急性肝胰腺坏死病致病性副溶血弧菌的耐药性问题已经引起了人们的重视。贾丹等[17]研究发现,急性肝胰腺坏死病致病性副溶血弧菌菌株20160303005-1对庆大霉素、环丙沙星和头孢他啶等16种药物敏感,对阿莫西林、替卡西林、头孢呋辛、头孢噻吩和复方新诺明表现为耐药。Lai等[30]对7株急性肝胰腺坏死病相关副溶血弧菌进行药敏试验,结果显示,这些副溶血弧菌普遍对氨苄西林、链霉素、磺胺甲恶唑、磷霉素和二环霉素具有抗药性。Dong等[31]对急性肝胰腺坏死病致病菌株Vp2S01进行了药敏试验,结果显示,菌株Vp2S01只对氟苯尼考敏感,而对氨苄西林、链霉素和四环素等14种抗生素耐药。Han等[32]研究发现,急性肝胰腺坏死病致病菌性副溶血弧菌对较高质量浓度(≥5 μg/mL)的四环素耐药,并检测到了tetB抗性基因。在本试验中,副溶血弧菌HY3对氨苄西林和链霉素耐药,并检测到了相应的抗性基因blaTEM和strA-strB。由此可见,不同地区分离的急性肝胰腺坏死病致病菌株的耐药性不尽相同,实际防治过程中需要针对性地用药,才能起到良好的防治效果。考虑到抗生素的大量使用或滥用与耐药性间的相关性,在实际的对虾养殖过程中,应尽量减少抗生素药剂的使用。甄晓然等[33]自海洋滩涂沉积物中分离到1株普罗威登斯菌(Providenciasp.),其对急性肝胰腺坏死病致病性副溶血弧菌具有高效拮抗作用,为对虾急性肝胰腺坏死病的防控提供了新的思路。
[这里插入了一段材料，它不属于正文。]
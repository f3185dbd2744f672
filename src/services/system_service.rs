use std::fs;
use std::path::Path;
use std::sync::atomic::Ordering;

use chrono::Utc;

use crate::state::{AppState, SERVER_START_TIME};

pub fn get_health_info(state: &AppState) -> serde_json::Value {
    let started = SERVER_START_TIME.load(Ordering::Relaxed);
    let uptime = (Utc::now().timestamp() as u64).saturating_sub(started);

    serde_json::json!({
        "status": "healthy",
        "timestamp": Utc::now().to_rfc3339(),
        "uptime_seconds": uptime,
        "app_stats": state.get_stats(),
    })
}

pub async fn get_system_stats(state: &AppState) -> Result<serde_json::Value, String> {
    let upload_dir = state.config.upload_dir.clone();
    let temp_dir = state.config.temp_dir.clone();

    let mut stats = tokio::task::spawn_blocking(move || -> Result<serde_json::Value, String> {
        let (stored_files, stored_size) = count_files(&upload_dir)
            .map_err(|e| format!("读取上传目录失败: {}", e))?;
        let (temp_files_count, temp_files_size) = count_files(&temp_dir).unwrap_or((0, 0));

        Ok(serde_json::json!({
            "stored_files": stored_files,
            "stored_size": stored_size,
            "temp_files_count": temp_files_count,
            "temp_files_size": temp_files_size,
        }))
    })
    .await
    .map_err(|e| format!("阻塞任务失败: {}", e))??;

    // 合并应用状态统计
    if let (Some(obj), serde_json::Value::Object(app_stats)) = (stats.as_object_mut(), state.get_stats()) {
        obj.extend(app_stats);
    }

    Ok(stats)
}

// 统计目录下(不递归)的文件数量和大小
fn count_files(dir: &Path) -> std::io::Result<(usize, u64)> {
    let mut file_count = 0;
    let mut total_size = 0;

    for entry in fs::read_dir(dir)? {
        let metadata = entry?.metadata()?;
        if metadata.is_file() {
            file_count += 1;
            total_size += metadata.len();
        }
    }

    Ok((file_count, total_size))
}
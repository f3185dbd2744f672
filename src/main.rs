use actix_web::{middleware::Logger, web, App, HttpServer};
use chrono::Utc;
use std::io::Result;
use std::sync::atomic::Ordering;

use image_upload_helper::config::ServerConfig;
use image_upload_helper::handlers;
use image_upload_helper::services::cleanup_service;
use image_upload_helper::state::{AppState, SERVER_START_TIME};

#[actix_web::main]
async fn main() -> Result<()> {
    // 初始化日志
    env_logger::init_from_env(env_logger::Env::new().default_filter_or("info"));

    // 初始化配置
    let config = ServerConfig::new();
    config.init_directories().await?;

    SERVER_START_TIME.store(Utc::now().timestamp() as u64, Ordering::Relaxed);

    let app_state = AppState::new(config.clone());

    // 启动后台清理任务
    tokio::spawn(cleanup_service::start_background_cleanup(config.clone()));

    log::info!("启动图片上传服务...");
    config.log_config();
    println!("服务器运行在：http://{}", config.bind_address());

    let route_config = config.clone();
    let server = HttpServer::new(move || {
        let route_config = route_config.clone();
        App::new()
            .app_data(web::Data::new(app_state.clone()))
            .wrap(Logger::default())
            .configure(move |cfg| handlers::configure_routes(cfg, &route_config))
    })
    .bind(config.bind_address())?
    .run();

    // 设置优雅关闭
    let server_handle = server.handle();
    let shutdown_signal = async {
        if let Err(e) = tokio::signal::ctrl_c().await {
            log::error!("监听关闭信号失败: {}", e);
            std::future::pending::<()>().await;
        }
        log::info!("接收到关闭信号");
    };

    tokio::select! {
        _ = server => {
            log::info!("服务器正常退出");
        }
        _ = shutdown_signal => {
            log::info!("开始优雅关闭流程");
            server_handle.stop(true).await;
            cleanup_service::graceful_shutdown(&config).await;
            log::info!("优雅关闭完成");
        }
    }

    Ok(())
}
对养殖海水进行定期消毒是常见的防治手段,二氧化氯、漂白粉、过氧乙酸等是常见的渔用消毒剂。张继平等[34]认为,稳定性二氧化氯可应用于凡纳滨对虾的疾病防治。刘志轩等[35]研究了4种消毒剂对急性肝胰腺坏死病致病性弧菌的杀灭作用,发现杀菌能力依次为聚六亚甲基胍>双氧水>二氧化氯>聚维酮碘。本试验结果显示,高锰酸钾和过氧乙酸对急性肝胰腺坏死病致病性副溶血弧菌HY3的杀菌效果较好。由此可见,正确选择消毒剂对防控急性肝胰腺坏死病致病菌具有重要的现实意义和指导作用。
台州凡纳滨对虾养殖场中引起对虾急性肝胰腺坏死的致病菌主要是副溶血弧菌,检测显示,分离株对氨苄西林、链霉素有抗性。并且,检测显示分离株不携带人类临床致病基因tdh(耐热性溶血毒素)和trh(耐热性溶血毒素相关的溶血毒素),对人的风险低。此外,台州凡纳滨对虾养殖场防治对虾急性肝胰腺坏死病需要避免使用氨苄西林、链霉素,可以采用高锰酸钾作为养殖场消毒剂防治该病。